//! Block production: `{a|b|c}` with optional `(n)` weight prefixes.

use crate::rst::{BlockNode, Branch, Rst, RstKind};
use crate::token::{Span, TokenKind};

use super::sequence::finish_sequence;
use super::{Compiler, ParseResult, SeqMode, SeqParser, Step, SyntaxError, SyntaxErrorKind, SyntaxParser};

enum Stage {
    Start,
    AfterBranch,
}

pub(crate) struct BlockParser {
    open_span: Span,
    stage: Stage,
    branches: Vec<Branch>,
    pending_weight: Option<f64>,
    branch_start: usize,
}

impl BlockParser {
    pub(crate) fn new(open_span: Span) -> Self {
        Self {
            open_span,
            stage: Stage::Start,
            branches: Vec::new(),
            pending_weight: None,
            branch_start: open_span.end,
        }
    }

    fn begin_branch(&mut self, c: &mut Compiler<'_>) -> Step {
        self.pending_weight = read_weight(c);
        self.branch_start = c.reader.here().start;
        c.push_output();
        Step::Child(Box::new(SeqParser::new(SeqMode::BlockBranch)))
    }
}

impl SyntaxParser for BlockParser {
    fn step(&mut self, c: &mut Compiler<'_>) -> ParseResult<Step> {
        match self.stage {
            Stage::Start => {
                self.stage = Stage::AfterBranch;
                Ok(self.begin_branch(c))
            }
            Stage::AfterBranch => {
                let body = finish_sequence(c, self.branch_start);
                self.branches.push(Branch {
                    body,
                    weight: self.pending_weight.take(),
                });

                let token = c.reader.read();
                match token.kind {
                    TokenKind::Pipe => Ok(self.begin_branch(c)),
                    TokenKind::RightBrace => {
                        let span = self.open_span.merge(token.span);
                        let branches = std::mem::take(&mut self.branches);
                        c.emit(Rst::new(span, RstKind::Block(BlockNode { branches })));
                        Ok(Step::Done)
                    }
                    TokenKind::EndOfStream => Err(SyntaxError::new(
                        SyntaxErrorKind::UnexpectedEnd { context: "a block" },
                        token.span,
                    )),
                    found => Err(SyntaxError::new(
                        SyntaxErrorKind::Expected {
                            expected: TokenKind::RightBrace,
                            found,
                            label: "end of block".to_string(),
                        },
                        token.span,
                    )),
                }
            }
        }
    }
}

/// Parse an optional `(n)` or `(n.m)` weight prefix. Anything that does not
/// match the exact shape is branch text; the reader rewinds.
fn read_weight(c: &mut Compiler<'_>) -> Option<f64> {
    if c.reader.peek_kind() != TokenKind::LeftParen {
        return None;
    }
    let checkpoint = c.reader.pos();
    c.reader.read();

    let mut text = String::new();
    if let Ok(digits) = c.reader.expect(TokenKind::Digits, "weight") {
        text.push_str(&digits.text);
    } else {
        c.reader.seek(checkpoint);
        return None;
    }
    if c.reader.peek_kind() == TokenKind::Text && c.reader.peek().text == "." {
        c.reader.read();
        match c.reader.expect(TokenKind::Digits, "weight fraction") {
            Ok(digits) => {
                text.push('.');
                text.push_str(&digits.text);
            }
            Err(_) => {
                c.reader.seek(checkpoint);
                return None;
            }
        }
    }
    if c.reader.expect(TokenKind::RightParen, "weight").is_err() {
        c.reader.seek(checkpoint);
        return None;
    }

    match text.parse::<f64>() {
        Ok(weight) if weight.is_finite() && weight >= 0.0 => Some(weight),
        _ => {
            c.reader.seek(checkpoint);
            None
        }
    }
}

REQUIREMENT | Give the number of lines in the entries that include the string "Step", and nothing else.

SOLUTION FOR THIS EXERCISE | 5